November 1, 2009 - We have the unenviable distinction of being the fattest nation in the history of civilization and we are continuing to grow. Seventy percent of illnesses are self induced, with diet contributing heavily to our misery. About sixty-five percent of Americans are currently overweight. Our country spends $147 billion a year to treat obesity, $116 billion to treat diabetes, and hundreds of billions more on cardiovascular disease therapies. The many types of cancer that have been linked to the so-called “Western diet” that accounts for billions more, according to a recent New York Times editorial.
One way to contribute to health care reform would be to change the way we eat. An on-going problem with our eating habits is that we have grown accustomed to foods which are not nutritious but are easy to prepare and less expensive than healthy foods. Most of us know what we should eat but we need to have the discipline to shop, prepare, and stick to a diet.
Why do we overeat? Undoubtedly, there are many reasons. Food has become entertainment and we often go to a restaurant for the experience as much as the convenience. Socialization—getting together with people to chat—is also very common today. “Meet you for lunch” or “Let's get together for dinner” are common ways to connect. Finally, I believe we just get in the habit of increasing the size of our portions. We consume ten percent more calories per day than we did in the 1970s, thus adding to the circumference of our waistlines. Both portion and plate sizes have also grown over the decades. Many restaurants entice customers with enormous portions, making us believe we are getting more value—and even two meals!—for our money.
To understand why being overweight is an important health consideration, and to quantify how much we are overweight, we can use measurements which are more sophisticated than just total weight. Typically, “total weight”—as a single measure—has been the gold standard. This measurement is easy to do and great for following progress over time.
Recently, Body Mass Index (BMI) and Waist-Hip Ratios (WHRs) have become more commonly employed. They add value by relating height to weight, as well as provide prognostic value for overall mortality (death rates).

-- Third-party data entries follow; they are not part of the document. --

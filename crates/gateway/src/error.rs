use axum::http::StatusCode;
use axum::response::{IntoResponse, Json, Response};
use serde::Serialize;
use thiserror::Error;

#[derive(Error, Debug)]
pub enum Error {
    #[error("{0}")]
    Message(String),

    #[error("unauthorized")]
    Unauthorized,

    #[error("forbidden")]
    Forbidden,

    #[error("validation error: {0}")]
    ValidationError(String),

    #[error(transparent)]
    Store(#[from] ttsrelay_store::Error),

    #[error(transparent)]
    Events(#[from] ttsrelay_events::Error),

    #[error(transparent)]
    Json(#[from] serde_json::Error),
}

impl ttsrelay_common::FromMessage for Error {
    fn from_message(message: String) -> Self {
        Self::Message(message)
    }
}

#[derive(Serialize)]
struct ErrorBody {
    error: String,
}

impl IntoResponse for Error {
    fn into_response(self) -> Response {
        let status = match &self {
            Error::Unauthorized => StatusCode::UNAUTHORIZED,
            Error::Forbidden => StatusCode::FORBIDDEN,
            Error::ValidationError(_) => StatusCode::BAD_REQUEST,
            Error::Message(_) | Error::Store(_) | Error::Events(_) | Error::Json(_) => {
                StatusCode::INTERNAL_SERVER_ERROR
            }
        };
        (status, Json(ErrorBody { error: self.to_string() })).into_response()
    }
}

pub type Result<T> = std::result::Result<T, Error>;

ttsrelay_common::impl_context!();
use ttsrelay_protocol::OverlayFrame;

/// The engine's view of the fan-out server (§4.3, §9 "cyclic ownership"
/// note). A pure query plus a non-blocking send, with no behavioral
/// coupling back into the engine.
pub trait FanOutPort: Send + Sync {
    fn has_active_clients(&self, channel: &str) -> bool;
    fn send_audio(&self, channel: &str, frame: OverlayFrame);
}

BMI is defined as the ratio of weight-to-height and can be found in many graphs on the internet (http://www.nhlbisupport.com/bmi/). It is useful as a proxy for body fat percentage. BMI is a simple measure of a person's “thinness” or “fatness,” allowing for populations of people to be compared. Very tall people may have a falsely high BMI which is a flaw in this measurement as the weight is divided by the square of the height. As the height increases, the square becomes progressively larger in the denominator of the fraction, causing the BMI to be erroneously high. Another artifact is in the very muscular athlete whose weight, due to the fact that muscle is denser than other tissues, results in a “falsely” high weight-per-height ratio.
Having a high BMI can be an indicator for risk of heart disease and other health problems, which is the real “take home” message.
Waist-hip ratios are also important predictors of health status and risk for disease. This metric is also easy to calculate (http://www.bmi-calculator.net/waist-to-hip-ratio-calculator/). Having a larger waist than hip size carries a higher risk than the other way. The former is called “apple shaped” while having bigger hips than waist is called “pear shaped.” There are optimal ratios which are gender specific and can indicate good general health, fertility and susceptibility to disease.
Together, both of these measures, BMI and WHR, add to the fund of knowledge which is readily available to all of us. Recently, the NCH Healthcare System has encouraged its colleagues to participate in health screenings which include these two gauges to promote, maintain, and restore health to ourselves as well as those we serve.
Being cognizant that “we are what we eat,” will make a difference in so many ways—as individuals, as a community and as a nation. Let's eat well but intelligently.